- **WORK INSTRUCTIONS**
For this listing, the lines between the one holding "return None;" and the one holding "fn fmt(&self, f: &mut", inclusive, must be set down exactly.

+ + + + +

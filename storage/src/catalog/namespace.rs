use crate::catalog::details::NamespaceDetails;
use crate::disk::file_set::MappedFileSet;
use crate::error::{Result, StoreError};
use crate::layout::{NS_DETAILS_OFFSET, NS_NAME_LEN, NS_NAME_OFFSET, NS_SLOT_SIZE, read_i32, trim_name};
use std::borrow::Cow;

/// The closed hash table stored in a `.ns` file.
///
/// Occupancy is not recorded anywhere except in the slots themselves: a slot
/// whose name starts with NUL is empty. Iteration is in physical slot order.
#[derive(Clone, Copy, Debug)]
pub struct NamespaceCatalog<'a> {
    bytes: &'a [u8],
}

impl<'a> NamespaceCatalog<'a> {
    pub fn new(files: &'a MappedFileSet) -> Self {
        Self::from_bytes(files.namespace_file().bytes())
    }

    pub fn from_bytes(bytes: &'a [u8]) -> Self {
        Self { bytes }
    }

    /// Number of whole slots in the file, occupied or not.
    pub fn slot_count(&self) -> usize {
        self.bytes.len() / NS_SLOT_SIZE
    }

    /// A fresh cursor starting at slot 0.
    pub fn iter(&self) -> Namespaces<'a> {
        Namespaces {
            bytes: self.bytes,
            next_index: 0,
        }
    }

    /// Every entry whose name is exactly `name`. Duplicates are all returned.
    pub fn find(&self, name: &str) -> Result<impl Iterator<Item = NamespaceEntry<'a>> + use<'a>> {
        validate_namespace_name(name)?;
        let target = name.as_bytes().to_vec();
        Ok(self.iter().filter(move |entry| entry.name() == target.as_slice()))
    }
}

impl<'a> IntoIterator for &NamespaceCatalog<'a> {
    type Item = NamespaceEntry<'a>;
    type IntoIter = Namespaces<'a>;

    fn into_iter(self) -> Self::IntoIter {
        self.iter()
    }
}

/// Rejects names that can never be stored in a NUL-terminated name field.
pub fn validate_namespace_name(name: &str) -> Result<()> {
    if name.is_empty() {
        return Err(StoreError::InvalidArgument("empty namespace name".into()));
    }
    if name.len() >= NS_NAME_LEN {
        return Err(StoreError::InvalidArgument(format!(
            "namespace name is {} bytes, at most {} fit",
            name.len(),
            NS_NAME_LEN - 1
        )));
    }
    if name.contains('\0') {
        return Err(StoreError::InvalidArgument(format!(
            "namespace name {:?} contains NUL",
            name
        )));
    }
    Ok(())
}

pub struct Namespaces<'a> {
    bytes: &'a [u8],
    next_index: usize,
}

impl<'a> Iterator for Namespaces<'a> {
    type Item = NamespaceEntry<'a>;

    fn next(&mut self) -> Option<Self::Item> {
        loop {
            let start = self.next_index.checked_mul(NS_SLOT_SIZE)?;
            let end = start.checked_add(NS_SLOT_SIZE)?;
            if end > self.bytes.len() {
                return None;
            }
            let index = self.next_index;
            self.next_index += 1;

            let slot = &self.bytes[start..end];
            if slot[NS_NAME_OFFSET] == 0 {
                continue;
            }
            return Some(NamespaceEntry { index, slot });
        }
    }
}

/// One occupied slot of the catalog.
#[derive(Clone, Copy)]
pub struct NamespaceEntry<'a> {
    index: usize,
    slot: &'a [u8],
}

impl<'a> NamespaceEntry<'a> {
    pub fn index(&self) -> usize {
        self.index
    }

    pub fn hash(&self) -> i32 {
        read_i32(self.slot, 0)
    }

    pub fn name(&self) -> &'a [u8] {
        trim_name(&self.slot[NS_NAME_OFFSET..NS_DETAILS_OFFSET])
    }

    pub fn name_lossy(&self) -> Cow<'a, str> {
        String::from_utf8_lossy(self.name())
    }

    /// Byte offset of the details region inside the namespace file.
    pub fn details_offset(&self) -> usize {
        self.index * NS_SLOT_SIZE + NS_DETAILS_OFFSET
    }

    pub fn details_blob(&self) -> &'a [u8] {
        &self.slot[NS_DETAILS_OFFSET..]
    }

    pub fn details(&self) -> Result<NamespaceDetails> {
        NamespaceDetails::decode(self.details_blob())
    }
}

impl std::fmt::Debug for NamespaceEntry<'_> {
    fn fmt(&self, f: &mut std::fmt::Formatter<'_>) -> std::fmt::Result {
        f.debug_struct("NamespaceEntry")
            .field("index", &self.index)
            .field("name", &self.name_lossy())
            .finish()
    }
}

#[cfg(test)]
mod tests {
    use super::*;
    use crate::disk::location::Location;

    fn table(slots: usize, names: &[(usize, &str)]) -> Vec<u8> {
        let mut bytes = vec![0u8; slots * NS_SLOT_SIZE];
        for (slot, name) in names {
            let base = slot * NS_SLOT_SIZE;
            bytes[base..base + 4].copy_from_slice(&(*slot as i32 * 31).to_le_bytes());
            bytes[base + 4..base + 4 + name.len()].copy_from_slice(name.as_bytes());
            let details = base + NS_DETAILS_OFFSET;
            bytes[details..details + 8].copy_from_slice(&Location::new(0, 8192).encode());
        }
        bytes
    }

    #[test]
    fn yields_occupied_slots_in_slot_order() {
        let bytes = table(8, &[(5, "test.b"), (1, "test.a"), (7, "test.$freelist")]);
        let catalog = NamespaceCatalog::from_bytes(&bytes);
        assert_eq!(catalog.slot_count(), 8);

        let entries: Vec<_> = catalog.iter().collect();
        let names: Vec<_> = entries.iter().map(|e| e.name()).collect();
        assert_eq!(names, vec![&b"test.a"[..], b"test.b", b"test.$freelist"]);
        assert_eq!(entries[0].index(), 1);
        assert_eq!(entries[0].hash(), 31);
        assert_eq!(entries[1].details_offset(), 5 * NS_SLOT_SIZE + NS_DETAILS_OFFSET);

        for entry in &entries {
            assert_eq!(entry.details().unwrap().first_extent, Location::new(0, 8192));
        }
    }

    #[test]
    fn empty_slots_are_skipped_not_terminal() {
        let bytes = table(4, &[(3, "db.last")]);
        let catalog = NamespaceCatalog::from_bytes(&bytes);
        let names: Vec<_> = catalog.iter().map(|e| e.name_lossy().into_owned()).collect();
        assert_eq!(names, vec!["db.last"]);
    }

    #[test]
    fn trailing_partial_slot_ends_iteration() {
        let mut bytes = table(2, &[(0, "db.a"), (1, "db.b")]);
        bytes.extend_from_slice(&[b'x'; NS_SLOT_SIZE - 1]);
        let catalog = NamespaceCatalog::from_bytes(&bytes);
        assert_eq!(catalog.slot_count(), 2);
        assert_eq!(catalog.iter().count(), 2);
        assert_eq!(NamespaceCatalog::from_bytes(&[]).iter().count(), 0);
    }

    #[test]
    fn cursors_are_independent_and_restartable() {
        let bytes = table(3, &[(0, "db.a"), (2, "db.c")]);
        let catalog = NamespaceCatalog::from_bytes(&bytes);

        let mut first = catalog.iter();
        let mut second = catalog.iter();
        assert_eq!(first.next().unwrap().name(), b"db.a");
        assert_eq!(first.next().unwrap().name(), b"db.c");
        assert_eq!(second.next().unwrap().name(), b"db.a");
        assert!(first.next().is_none());
        assert_eq!((&catalog).into_iter().count(), 2);
    }

    #[test]
    fn find_matches_exact_name_only() {
        let bytes = table(
            5,
            &[(0, "test.foo"), (1, "test.foobar"), (2, "test.fo"), (4, "test.foo")],
        );
        let catalog = NamespaceCatalog::from_bytes(&bytes);
        let found: Vec<_> = catalog.find("test.foo").unwrap().map(|e| e.index()).collect();
        assert_eq!(found, vec![0, 4]);
        assert_eq!(catalog.find("test.bar").unwrap().count(), 0);
    }

    #[test]
    fn find_rejects_unstorable_names() {
        let bytes = table(1, &[(0, "db.a")]);
        let catalog = NamespaceCatalog::from_bytes(&bytes);
        for name in ["", "a\0b"] {
            assert!(matches!(
                catalog.find(name).err(),
                Some(StoreError::InvalidArgument(_))
            ));
        }
        let long = "x".repeat(NS_NAME_LEN);
        assert!(catalog.find(&long).is_err());
        assert!(catalog.find(&long[..NS_NAME_LEN - 1]).is_ok());
    }

    #[test]
    fn unterminated_name_uses_whole_field() {
        let mut bytes = table(1, &[]);
        bytes[NS_NAME_OFFSET..NS_DETAILS_OFFSET].fill(b'n');
        let catalog = NamespaceCatalog::from_bytes(&bytes);
        let entry = catalog.iter().next().unwrap();
        assert_eq!(entry.name().len(), NS_NAME_LEN);
    }
}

+ + + + +

- **RESULT FOR THIS TASK**
                return None;
            }
            let index = self.next_index;
            self.next_index += 1;

            let slot = &self.bytes[start..end];
            if slot[NS_NAME_OFFSET] == 0 {
                continue;
            }
            return Some(NamespaceEntry { index, slot });
        }
    }
}

/// One occupied slot of the catalog.
#[derive(Clone, Copy)]
pub struct NamespaceEntry<'a> {
    index: usize,
    slot: &'a [u8],
}

impl<'a> NamespaceEntry<'a> {
    pub fn index(&self) -> usize {
        self.index
    }

    pub fn hash(&self) -> i32 {
        read_i32(self.slot, 0)
    }

    pub fn name(&self) -> &'a [u8] {
        trim_name(&self.slot[NS_NAME_OFFSET..NS_DETAILS_OFFSET])
    }

    pub fn name_lossy(&self) -> Cow<'a, str> {
        String::from_utf8_lossy(self.name())
    }

    /// Byte offset of the details region inside the namespace file.
    pub fn details_offset(&self) -> usize {
        self.index * NS_SLOT_SIZE + NS_DETAILS_OFFSET
    }

    pub fn details_blob(&self) -> &'a [u8] {
        &self.slot[NS_DETAILS_OFFSET..]
    }

    pub fn details(&self) -> Result<NamespaceDetails> {
        NamespaceDetails::decode(self.details_blob())
    }
}

impl std::fmt::Debug for NamespaceEntry<'_> {
    fn fmt(&self, f: &mut std::fmt::Formatter<'_>) -> std::fmt::Result {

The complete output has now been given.